Why M365 DKIM errors until both CNAMEs exist
Microsoft rotates selector1 and selector2. Half the pair — or skipping Enable — leaves you signing like it’s still 2010.
What Defender shows (your tenant, not ours)
selector1._domainkey.yourdomain.com → CNAME →
selector1-yourdomain-com._domainkey.[tenant].onmicrosoft.com
selector2._domainkey.yourdomain.com → CNAME →
selector2-yourdomain-com._domainkey.[tenant].onmicrosoft.com
Copy targets from Defender exactly — don’t hand-roll. Basics: DKIM.
Create keys, publish, then enable
Step 1 Microsoft 365 Defender → Email & collaboration → Policies & rules → Threat policies → DKIM (path may vary slightly) → select your domain
Step 2 Create DKIM keys
Step 3 Copy both CNAME values
Step 4 Add to DNS at your provider
Step 5 Return to Defender and enable DKIM signing
Step 6 Verify in DNS Preflight
Run DNS Preflight to check selector1/selector2 CNAMEs resolve
Open DNS Preflight →FAQ
What are the M365 DKIM selectors?
selector1 and selector2 — Microsoft alternates between them.
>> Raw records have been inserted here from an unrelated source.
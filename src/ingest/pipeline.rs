//! Event ingestion pipeline.
//!
//! Entry point for the platform connector's event stream. `ingest` never
//! returns an error to the caller: events that pass classification are
//! serialized and published to the broker topic named after their event
//! type, and a publish or serialization failure falls back to a synchronous
//! direct-storage write so the event is not lost. Storage failures on the
//! fallback path are fatal for that event and are counted rather than
//! retried.
//!
//! Classification runs once, before publish. Events reaching the fallback
//! are therefore stored unconditionally; they are never re-sampled.
//!
//! All counters are atomic; the pipeline is shared across one producer task
//! per upstream connection.

use std::sync::Arc;
use std::sync::atomic::{AtomicU64, Ordering};
use std::time::{Duration, Instant};

use serde::Serialize;

use crate::events::RawEvent;
use crate::ingest::broker::EventBroker;
use crate::ingest::classifier::{Disposition, EventClassifier};
use crate::ingest::frequency::FrequencyTracker;
use crate::ingest::store::EventStore;

/// Monotonic ingestion counters. Reset only by explicit operator action.
#[derive(Debug, Default)]
pub struct ProcessingStats {
    processed: AtomicU64,
    stored: AtomicU64,
    filtered: AtomicU64,
    sampled_out: AtomicU64,
    broker_published: AtomicU64,
    fallback_stored: AtomicU64,
    failed: AtomicU64,
    latency_total_micros: AtomicU64,
}

/// Point-in-time view of [`ProcessingStats`], exposed on the operator
/// stats endpoint.
#[derive(Debug, Clone, Serialize)]
pub struct ProcessingStatsSnapshot {
    /// Events handed to `ingest`.
    pub processed: u64,
    /// Events persisted (broker or fallback path).
    pub stored: u64,
    /// Events dropped by classification.
    pub filtered: u64,
    /// Events discarded by high-frequency down-sampling.
    pub sampled_out: u64,
    /// Events acknowledged by the broker.
    pub broker_published: u64,
    /// Events persisted via the direct-storage fallback.
    pub fallback_stored: u64,
    /// Events lost to a fallback storage failure.
    pub failed: u64,
    /// Fraction of processed events not stored.
    pub filter_rate: f64,
    /// Rolling average ingest latency in microseconds.
    pub avg_latency_micros: f64,
}

impl ProcessingStats {
    /// Create zeroed stats.
    #[must_use]
    pub fn new() -> Self {
        Self::default()
    }

    /// Snapshot the counters.
    #[must_use]
    pub fn snapshot(&self) -> ProcessingStatsSnapshot {
        let processed = self.processed.load(Ordering::Relaxed);
        let stored = self.stored.load(Ordering::Relaxed);
        let filtered = self.filtered.load(Ordering::Relaxed);
        let sampled_out = self.sampled_out.load(Ordering::Relaxed);
        let latency_total = self.latency_total_micros.load(Ordering::Relaxed);

        #[allow(clippy::cast_precision_loss, reason = "operator-facing ratios")]
        let (filter_rate, avg_latency_micros) = if processed == 0 {
            (0.0, 0.0)
        } else {
            (
                (filtered + sampled_out) as f64 / processed as f64,
                latency_total as f64 / processed as f64,
            )
        };

        ProcessingStatsSnapshot {
            processed,
            stored,
            filtered,
            sampled_out,
            broker_published: self.broker_published.load(Ordering::Relaxed),
            fallback_stored: self.fallback_stored.load(Ordering::Relaxed),
            failed: self.failed.load(Ordering::Relaxed),
            filter_rate,
            avg_latency_micros,
        }
    }

    /// Zero every counter. Explicit operator action.
    pub fn reset(&self) {
        self.processed.store(0, Ordering::Relaxed);
        self.stored.store(0, Ordering::Relaxed);
        self.filtered.store(0, Ordering::Relaxed);
        self.sampled_out.store(0, Ordering::Relaxed);
        self.broker_published.store(0, Ordering::Relaxed);
        self.fallback_stored.store(0, Ordering::Relaxed);
        self.failed.store(0, Ordering::Relaxed);
        self.latency_total_micros.store(0, Ordering::Relaxed);
    }

    fn record_latency(&self, elapsed: Duration) {
        #[allow(clippy::cast_possible_truncation, reason = "micros fit u64 for any sane latency")]
        let micros = elapsed.as_micros() as u64;
        self.latency_total_micros.fetch_add(micros, Ordering::Relaxed);
    }
}

/// The ingestion pipeline: classify, publish, fall back, count.
pub struct IngestionPipeline {
    classifier: EventClassifier,
    tracker: FrequencyTracker,
    broker: Arc<dyn EventBroker>,
    store: Arc<dyn EventStore>,
    stats: Arc<ProcessingStats>,
    publish_timeout: Duration,
    fallback_timeout: Duration,
}

impl std::fmt::Debug for IngestionPipeline {
    fn fmt(&self, f: &mut std::fmt::Formatter<'_>) -> std::fmt::Result {
        f.debug_struct("IngestionPipeline")
            .field("publish_timeout", &self.publish_timeout)
            .field("fallback_timeout", &self.fallback_timeout)
            .finish()
    }
}

impl IngestionPipeline {
    /// Assemble a pipeline. Stats are injected so multiple pipelines can be
    /// observed independently in tests.
    #[must_use]
    pub fn new(
        classifier: EventClassifier,
        tracker: FrequencyTracker,
        broker: Arc<dyn EventBroker>,
        store: Arc<dyn EventStore>,
        stats: Arc<ProcessingStats>,
        publish_timeout: Duration,
        fallback_timeout: Duration,
    ) -> Self {
        Self {
            classifier,
            tracker,
            broker,
            store,
            stats,
            publish_timeout,
            fallback_timeout,
        }
    }

    /// The pipeline's stats handle.
    #[must_use]
    pub fn stats(&self) -> Arc<ProcessingStats> {
        Arc::clone(&self.stats)
    }

    /// Ingest one event. Infallible from the caller's perspective: transport
    /// and storage failures are absorbed, counted, and logged.
    pub async fn ingest(&self, event: RawEvent) {
        let started = Instant::now();
        self.stats.processed.fetch_add(1, Ordering::Relaxed);

        match self.classifier.classify(&event, &self.tracker) {
            Disposition::Drop => {
                self.stats.filtered.fetch_add(1, Ordering::Relaxed);
                tracing::trace!(entity_id = %event.entity_id, "Event filtered");
            }
            Disposition::Sample => {
                self.stats.sampled_out.fetch_add(1, Ordering::Relaxed);
                tracing::trace!(entity_id = %event.entity_id, "Event sampled out");
            }
            Disposition::Store => {
                self.forward(&event).await;
            }
        }

        self.stats.record_latency(started.elapsed());
    }

    /// Publish to the broker, falling back to direct storage on any failure.
    async fn forward(&self, event: &RawEvent) {
        let topic = event.event_type.as_str().to_string();

        let payload = match serde_json::to_vec(event) {
            Ok(p) => p,
            Err(e) => {
                tracing::warn!(
                    event_id = %event.id,
                    error = %e,
                    "Event serialization failed, using direct storage"
                );
                self.store_direct(event).await;
                return;
            }
        };

        let publish = self
            .broker
            .publish(&topic, &event.entity_id, &payload);

        match tokio::time::timeout(self.publish_timeout, publish).await {
            Ok(Ok(())) => {
                self.stats.stored.fetch_add(1, Ordering::Relaxed);
                self.stats.broker_published.fetch_add(1, Ordering::Relaxed);
            }
            Ok(Err(e)) => {
                tracing::warn!(
                    event_id = %event.id,
                    topic = %topic,
                    error = %e,
                    "Broker publish failed, using direct storage"
                );
                self.store_direct(event).await;
            }
            Err(_) => {
                tracing::warn!(
                    event_id = %event.id,
                    topic = %topic,
                    timeout_ms = self.publish_timeout.as_millis() as u64,
                    "Broker publish timed out, using direct storage"
                );
                self.store_direct(event).await;
            }
        }
    }

    /// Synchronous direct-storage write, bounded by the fallback timeout.
    async fn store_direct(&self, event: &RawEvent) {
        let write = self.store.store_event(event);

        match tokio::time::timeout(self.fallback_timeout, write).await {
            Ok(Ok(())) => {
                self.stats.stored.fetch_add(1, Ordering::Relaxed);
                self.stats.fallback_stored.fetch_add(1, Ordering::Relaxed);
            }
            Ok(Err(e)) => {
                self.stats.failed.fetch_add(1, Ordering::Relaxed);
                tracing::error!(event_id = %event.id, error = %e, "Fallback storage write failed");
            }
            Err(_) => {
                self.stats.failed.fetch_add(1, Ordering::Relaxed);
                tracing::error!(event_id = %event.id, "Fallback storage write timed out");
            }
        }
    }
}

#[cfg(test)]
mod tests {
    use super::*;
    use crate::config::SamplingConfig;
    use crate::events::EventType;
    use crate::ingest::broker::InMemoryBroker;
    use crate::ingest::store::InMemoryEventStore;

    fn pipeline_with(
        broker: Arc<InMemoryBroker>,
        store: Arc<InMemoryEventStore>,
    ) -> IngestionPipeline {
        let config = SamplingConfig {
            window_secs: 1,
            high_frequency_threshold: 10,
            sample_fraction: 0.1,
            important_event_types: vec!["automation_triggered".into()],
            important_entities: vec![],
            important_domains: vec![],
        };

        IngestionPipeline::new(
            EventClassifier::new(&config),
            FrequencyTracker::new(Duration::from_secs(1)),
            broker,
            store,
            Arc::new(ProcessingStats::new()),
            Duration::from_millis(500),
            Duration::from_millis(500),
        )
    }

    #[tokio::test]
    async fn test_stored_event_published_to_type_topic() {
        let broker = Arc::new(InMemoryBroker::new());
        let store = Arc::new(InMemoryEventStore::new());
        let pipeline = pipeline_with(Arc::clone(&broker), Arc::clone(&store));

        let event = RawEvent::new(
            "switch.garage",
            EventType::StateChanged,
            Some("off".into()),
            Some("on".into()),
        );
        pipeline.ingest(event).await;

        let published = broker.published("state_changed");
        assert_eq!(published.len(), 1);
        assert_eq!(published[0].key, "switch.garage");
        assert!(store.is_empty());

        let snap = pipeline.stats().snapshot();
        assert_eq!(snap.processed, 1);
        assert_eq!(snap.stored, 1);
        assert_eq!(snap.broker_published, 1);
    }

    #[tokio::test]
    async fn test_broker_failure_falls_back_to_storage() {
        let broker = Arc::new(InMemoryBroker::new());
        let store = Arc::new(InMemoryEventStore::new());
        let pipeline = pipeline_with(Arc::clone(&broker), Arc::clone(&store));
        broker.set_failing(true);

        let event = RawEvent::new(
            "switch.garage",
            EventType::StateChanged,
            Some("off".into()),
            Some("on".into()),
        );
        let id = event.id;
        pipeline.ingest(event).await;

        assert_eq!(broker.total_published(), 0);
        assert!(store.find(id).is_some());

        let snap = pipeline.stats().snapshot();
        assert_eq!(snap.stored, 1);
        assert_eq!(snap.fallback_stored, 1);
        assert_eq!(snap.broker_published, 0);
    }

    #[tokio::test]
    async fn test_fallback_storage_failure_counted_not_retried() {
        let broker = Arc::new(InMemoryBroker::new());
        let store = Arc::new(InMemoryEventStore::new());
        let pipeline = pipeline_with(Arc::clone(&broker), Arc::clone(&store));
        broker.set_failing(true);
        store.set_failing(true);

        let event = RawEvent::new(
            "switch.garage",
            EventType::StateChanged,
            Some("off".into()),
            Some("on".into()),
        );
        pipeline.ingest(event).await;

        let snap = pipeline.stats().snapshot();
        assert_eq!(snap.failed, 1);
        assert_eq!(snap.stored, 0);
    }

    #[tokio::test]
    async fn test_accounting_identity_holds() {
        let broker = Arc::new(InMemoryBroker::new());
        let store = Arc::new(InMemoryEventStore::new());
        let pipeline = pipeline_with(Arc::clone(&broker), Arc::clone(&store));

        for i in 0..50 {
            let event = RawEvent::new(
                "sensor.noise",
                EventType::StateChanged,
                Some(format!("{}", i)),
                Some(format!("{}", i)),
            );
            pipeline.ingest(event).await;
        }

        let snap = pipeline.stats().snapshot();
        assert_eq!(snap.processed, 50);
        assert_eq!(
            snap.processed,
            snap.stored + snap.filtered + snap.sampled_out + snap.failed
        );
    }

    #[tokio::test]
    async fn test_reset_zeroes_counters() {
        let broker = Arc::new(InMemoryBroker::new());
        let store = Arc::new(InMemoryEventStore::new());
        let pipeline = pipeline_with(broker, store);

        let event = RawEvent::new(
            "switch.garage",
            EventType::StateChanged,
            Some("off".into()),
            Some("on".into()),
        );
        pipeline.ingest(event).await;
        assert_eq!(pipeline.stats().snapshot().processed, 1);

        pipeline.stats().reset();
        let snap = pipeline.stats().snapshot();
        assert_eq!(snap.processed, 0);
        assert_eq!(snap.stored, 0);
        assert!((snap.avg_latency_micros - 0.0).abs() < f64::EPSILON);
    }
}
Why does Defender still show an error after CNAMEs?
You didn’t click Enable — DNS alone doesn’t turn signing on.
Where is my tenant name?
Inside the CNAME targets Defender prints. Copy/paste, don’t type.
Does M365 rotate DKIM keys?
Yes — never delete one selector’s CNAME “to clean up.”
How long until active?
DNS can lag 48h. Defender flips green when both sides agree.